A fan favorite, gymnastics' own "J Lo" is particularly known for her fluid movement, dynamic variety on uneven bars and an impeccable triple twist on floor exercise.
Her acrobatics also earned her a spot on ESPN's "Sport Science," which broke down the physics of her 2 1/2 twist on floor and Jaeger on bars as part of its 2012 Olympic coverage.
López, who turns 27 in January, recently traveled to Oklahoma to work with visiting choreographer Adriana Pop. After working with Pop on a new floor routine, López sat down with IG to chat about the Olympic year, her role as a Venezuelan role model and her future plans in gymnastics.

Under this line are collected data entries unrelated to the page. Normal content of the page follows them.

//! Authentication and authorization logic.
//!
//! Provides token signing/verification, password hashing, the role
//! permission table, authorization decisions and revoked-token storage that
//! `wayrapp_api` composes into its request pipeline.

pub mod gates;
pub mod jwt;
pub mod password;
pub mod permissions;
pub mod queries;
pub mod revocation;

use thiserror::Error;

use crate::config::ConfigError;

/// Authentication and authorization errors. Every variant denies.
#[derive(Debug, Error)]
pub enum AuthError {
    /// No usable credential (401).
    #[error("{0}")]
    Authentication(String),

    /// Valid credential, not allowed (403).
    #[error("{0}")]
    Authorization(String),

    /// Operator misconfiguration. The message is for the server log only.
    #[error("Configuration error: {0}")]
    Configuration(String),

    #[error("Invalid token")]
    InvalidToken,

    #[error("Token expired")]
    ExpiredToken,

    #[error("Database error: {0}")]
    DbError(#[from] sqlx::Error),

    #[error("Internal error: {0}")]
    Internal(String),
}

impl From<ConfigError> for AuthError {
    fn from(e: ConfigError) -> Self {
        AuthError::Configuration(e.to_string())
    }
}
//! Role → permission table.
//!
//! Built once at startup, immutable afterwards. Construction fails unless
//! every [`Role`] has an entry, so lookups are total.

use std::collections::{HashMap, HashSet};

use crate::config::ConfigError;
use crate::models::auth::Role;

const STUDENT: &[&str] = &[
    "read:courses",
    "read:levels",
    "read:sections",
    "read:modules",
    "read:lessons",
    "read:exercises",
    "read:profile",
    "update:profile",
    "read:progress",
    "create:progress",
    "update:progress",
];

const CONTENT_CREATOR_EXTRA: &[&str] = &[
    "create:courses",
    "update:courses",
    "delete:courses",
    "create:levels",
    "update:levels",
    "delete:levels",
    "create:sections",
    "update:sections",
    "delete:sections",
    "create:modules",
    "update:modules",
    "delete:modules",
    "create:lessons",
    "update:lessons",
    "delete:lessons",
    "create:exercises",
    "update:exercises",
    "delete:exercises",
];

const ADMIN_EXTRA: &[&str] = &[
    "read:users",
    "manage:users",
    "delete:progress",
    "manage:system",
];

/// Static mapping from role to granted permission strings.
#[derive(Debug, Clone)]
pub struct PermissionTable {
    grants: HashMap<Role, HashSet<String>>,
}

impl PermissionTable {
    /// Build a table from explicit `(role, permissions)` entries.
    ///
    /// Fails if any role is missing. Repeated roles merge their permissions.
    pub fn from_entries<I, P, S>(entries: I) -> Result<Self, ConfigError>
    where
        I: IntoIterator<Item = (Role, P)>,
        P: IntoIterator<Item = S>,
        S: Into<String>,
    {
        let mut grants: HashMap<Role, HashSet<String>> = HashMap::new();
        for (role, permissions) in entries {
            grants
                .entry(role)
                .or_default()
                .extend(permissions.into_iter().map(Into::into));
        }

        let missing: Vec<&str> = Role::ALL
            .iter()
            .filter(|role| !grants.contains_key(role))
            .map(|role| role.as_str())
            .collect();
        if !missing.is_empty() {
            return Err(ConfigError::InvalidValue {
                name: "permission table",
                reason: format!("no entry for role(s): {}", missing.join(", ")),
            });
        }

        Ok(Self { grants })
    }

    /// The WayrApp role table: admin ⊇ content_creator ⊇ student.
    pub fn builtin() -> Self {
        let student: Vec<&str> = STUDENT.to_vec();
        let creator: Vec<&str> = student
            .iter()
            .chain(CONTENT_CREATOR_EXTRA)
            .copied()
            .collect();
        let admin: Vec<&str> = creator.iter().chain(ADMIN_EXTRA).copied().collect();

        let grants = [
            (Role::Student, student),
            (Role::ContentCreator, creator),
            (Role::Admin, admin),
        ]
        .into_iter()
        .map(|(role, perms)| {
            let perms: HashSet<String> = perms.into_iter().map(String::from).collect();
            (role, perms)
        })
        .collect();

        Self { grants }
    }

    /// Permissions granted to `role`.
    pub fn permissions(&self, role: Role) -> &HashSet<String> {
        // `from_entries` and `builtin` guarantee an entry per role.
        &self.grants[&role]
    }

    pub fn allows(&self, role: Role, permission: &str) -> bool {
        self.permissions(role).contains(permission)
    }
}

impl Default for PermissionTable {
    fn default() -> Self {
        Self::builtin()
    }
}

IG: What was your impression of the Olympics in London?
JL: I think it was amazing to see all the competitors out there. It was a very strong Olympics especially when you saw the all-around finals and event finals. I was very happy to be there and I think I did a pretty good job overall. It was very impressive to see everyone out there competing.
IG: What was the proudest moment for you in London?
JL: I think for me it was just getting there, because I went through so much the past year with injuries and everything. Just making it to the Olympics and being there and finally putting a good performance all together because the whole year was up and down. And finishing with the strong vault that I did — a double-full Yurchenko that was like the best vault I've done in my career — I think it was just amazing.
IG: Tell us about the injuries you went through before London.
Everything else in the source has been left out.